**Task item**. Lines below containing the word "Timestamp" should be copied out.

Items from a data source

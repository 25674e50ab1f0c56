//! Topic history row model.
//!
//! History rows are immutable snapshots written just before each topic
//! update. They are never deleted, even after their topic is.

use kb_core::topic::TopicHistory;
use kb_core::types::{DbId, Timestamp};
use sqlx::FromRow;

/// A row from the `topic_history` table.
#[derive(Debug, Clone, FromRow)]
pub struct TopicHistoryRow {
    pub id: DbId,
    pub topic_id: DbId,
    pub name: String,
    pub content: String,
    pub version: i32,
    pub parent_topic_id: Option<DbId>,
    pub created_at: Timestamp,
}

impl From<TopicHistoryRow> for TopicHistory {
    fn from(row: TopicHistoryRow) -> Self {
        TopicHistory {
            id: row.id,
            topic_id: row.topic_id,
            name: row.name,
            content: row.content,
            version: row.version,
            parent_topic_id: row.parent_topic_id,
            created_at: row.created_at,
        }
    }
}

**Answer below**.
use kb_core::types::{DbId, Timestamp};
    pub created_at: Timestamp,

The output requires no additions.